Stored data
****

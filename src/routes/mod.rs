// SPDX-License-Identifier: MIT

//! HTTP route handlers.

pub mod api;
pub mod auth;

use crate::middleware::auth::require_session;
use crate::AppState;
use axum::http::{header, Method};
use axum::{middleware, routing::get, Json, Router};
use serde::Serialize;
use std::sync::Arc;
use tower_http::cors::CorsLayer;
use tower_http::trace::{DefaultMakeSpan, DefaultOnResponse, TraceLayer};
use tracing::Level;

#[derive(Serialize)]
pub struct HealthResponse {
    pub status: String,
    pub build_id: String,
}

/// Health check response
async fn health_check() -> Json<HealthResponse> {
    let build_id = option_env!("BUILD_ID").unwrap_or("unknown").to_string();
    Json(HealthResponse {
        status: "ok".to_string(),
        build_id,
    })
}

/// Build the complete router with all routes.
pub fn create_router(state: Arc<AppState>) -> Router {
    // CORS layer - allow requests from frontend URL and localhost (for dev)
    let frontend_url = state.config.frontend_url.clone();
    let cors = CorsLayer::new()
        .allow_origin(tower_http::cors::AllowOrigin::predicate(
            move |origin: &axum::http::HeaderValue, _request_parts: &axum::http::request::Parts| {
                let origin_str = origin.to_str().unwrap_or("");
                origin_str == frontend_url
                    || origin_str.starts_with("http://localhost")
                    || origin_str.starts_with("http://127.0.0.1")
            },
        ))
        .allow_credentials(true)
        .allow_methods([Method::GET, Method::POST, Method::OPTIONS])
        .allow_headers([header::CONTENT_TYPE, header::ACCEPT]);

    // Public routes (no session required)
    let public_routes = Router::new()
        .route("/health", get(health_check))
        .merge(auth::routes());

    // Protected routes (session cookie required)
    let protected_routes =
        api::routes().route_layer(middleware::from_fn_with_state(state.clone(), require_session));

    Router::new()
        .merge(public_routes)
        .merge(protected_routes)
        .layer(middleware::from_fn(
            crate::middleware::security::add_security_headers,
        ))
        .layer(cors)
        .layer(
            TraceLayer::new_for_http()
                .make_span_with(DefaultMakeSpan::new().level(Level::INFO))
                .on_response(DefaultOnResponse::new().level(Level::INFO)),
        )
        .with_state(state)
}
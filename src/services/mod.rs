// SPDX-License-Identifier: MIT

//! Services module - business logic layer.

pub mod analysis;
pub mod strava;

pub use strava::{OAuthResult, StravaClient, StravaService};
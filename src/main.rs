// SPDX-License-Identifier: MIT

//! Run-Together API Server
//!
//! Backend for a personal training calendar: signs athletes in via
//! Strava, bins their activities into yearly and monthly views and
//! serves smoothed pace charts per activity.

use run_together::{config::Config, services::StravaService, AppState};
use std::sync::Arc;
use tracing_subscriber::{layer::SubscriberExt, util::SubscriberInitExt};

#[tokio::main]
async fn main() -> Result<(), Box<dyn std::error::Error>> {
    init_logging();

    // Load configuration from environment
    let config = Config::from_env().expect("Failed to load configuration");
    tracing::info!(port = config.port, "Starting Run-Together API");

    let strava = StravaService::new(
        config.strava_client_id.clone(),
        config.strava_client_secret.clone(),
    );

    let state = Arc::new(AppState { config, strava });

    let app = run_together::routes::create_router(state.clone());

    let addr = format!("0.0.0.0:{}", state.config.port);
    let listener = tokio::net::TcpListener::bind(&addr).await?;
    tracing::info!(address = %addr, "Server listening");

    axum::serve(listener, app).await?;
    Ok(())
}

/// Initialize structured JSON logging.
fn init_logging() {
    let format = tracing_subscriber::fmt::layer()
        .json()
        .with_target(false)
        .with_current_span(true)
        .flatten_event(true);

    tracing_subscriber::registry()
        .with(
            tracing_subscriber::EnvFilter::from_default_env()
                .add_directive("run_together=debug".parse().unwrap())
                .add_directive("info".parse().unwrap()),
        )
        .with(format)
        .init();
}
//! WebSocket connection management, heartbeat, inbound handling and fan-out.

pub mod connection;
pub mod handler;
pub mod registry;
pub mod session;
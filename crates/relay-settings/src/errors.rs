//! Settings error types.

use thiserror::Error;

/// Errors that can occur when loading or parsing settings.
#[derive(Debug, Error)]
pub enum SettingsError {
    /// Failed to read the settings file from disk.
    #[error("failed to read settings file: {0}")]
    Io(#[from] std::io::Error),
    /// Failed to parse JSON in the settings file.
    #[error("failed to parse settings JSON: {0}")]
    Json(#[from] serde_json::Error),
    /// A value parsed but is unusable (e.g. zero cache capacity).
    #[error("invalid settings value: {0}")]
    InvalidValue(String),
}

/// Result type for settings operations.
pub type Result<T> = std::result::Result<T, SettingsError>;
//! Tracing subscriber bootstrap.

use tracing_subscriber::EnvFilter;

/// Initialize the global tracing subscriber writing to stderr.
///
/// `RUST_LOG` takes precedence over `level`. With `json` set, events are
/// emitted as one JSON object per line; otherwise in compact text form.
/// Subsequent calls are no-ops.
pub fn init_subscriber(level: &str, json: bool) {
    let filter = EnvFilter::try_from_default_env().unwrap_or_else(|_| EnvFilter::new(level));

    let builder = tracing_subscriber::fmt()
        .with_env_filter(filter)
        .with_target(true)
        .with_writer(std::io::stderr);

    // try_init fails if a global subscriber is already set
    let _ = if json {
        builder.json().try_init()
    } else {
        builder.compact().try_init()
    };
}
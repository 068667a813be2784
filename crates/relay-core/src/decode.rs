//! Inbound decoder: raw text frame → [`Request`].
//!
//! The envelope is validated field by field before the typed parse so that
//! callers get a precise [`DecodeError`] to log. Whatever the error, the
//! connection stays open; the caller answers with a broadcast bad-request
//! notification.

use serde_json::Value;
use thiserror::Error;

use crate::messages::{Request, RequestKind};

/// Why an inbound text frame was rejected.
#[derive(Debug, Error)]
pub enum DecodeError {
    /// Not JSON, or JSON that is not an object.
    #[error("malformed request envelope: {0}")]
    Malformed(String),
    /// The `id` field is absent.
    #[error("request is missing the `id` field")]
    MissingId,
    /// The `id` field is not a positive integer.
    #[error("request id must be a positive integer, got {0}")]
    InvalidId(Value),
    /// The `kind` field is absent or not a string.
    #[error("request is missing the `kind` field")]
    MissingKind,
    /// The `kind` is not one of [`RequestKind::KINDS`].
    #[error("unknown request kind `{0}`")]
    UnknownKind(String),
    /// Known kind, but its fields do not match.
    #[error("invalid `{kind}` payload: {source}")]
    InvalidPayload {
        /// Kind that failed to parse.
        kind: String,
        /// Underlying parse error.
        #[source]
        source: serde_json::Error,
    },
}

/// Decode one text frame into a [`Request`].
pub fn decode_request(raw: &str) -> Result<Request, DecodeError> {
    let value: Value =
        serde_json::from_str(raw).map_err(|e| DecodeError::Malformed(e.to_string()))?;
    let Value::Object(ref envelope) = value else {
        return Err(DecodeError::Malformed("expected a JSON object".into()));
    };

    match envelope.get("id") {
        None | Some(Value::Null) => return Err(DecodeError::MissingId),
        Some(id) if id.as_i64().is_some_and(|n| n > 0) => {}
        Some(id) => return Err(DecodeError::InvalidId(id.clone())),
    }

    let kind = envelope
        .get("kind")
        .and_then(Value::as_str)
        .ok_or(DecodeError::MissingKind)?
        .to_owned();
    if !RequestKind::KINDS.contains(&kind.as_str()) {
        return Err(DecodeError::UnknownKind(kind));
    }

    serde_json::from_value(value).map_err(|source| DecodeError::InvalidPayload { kind, source })
}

****

→ DIRECTIONS FOR THIS TASK: Copy every line from the entries that contains the word "InvalidId".

→ THE ANSWER:
    InvalidId(Value),
        Some(id) => return Err(DecodeError::InvalidId(id.clone())),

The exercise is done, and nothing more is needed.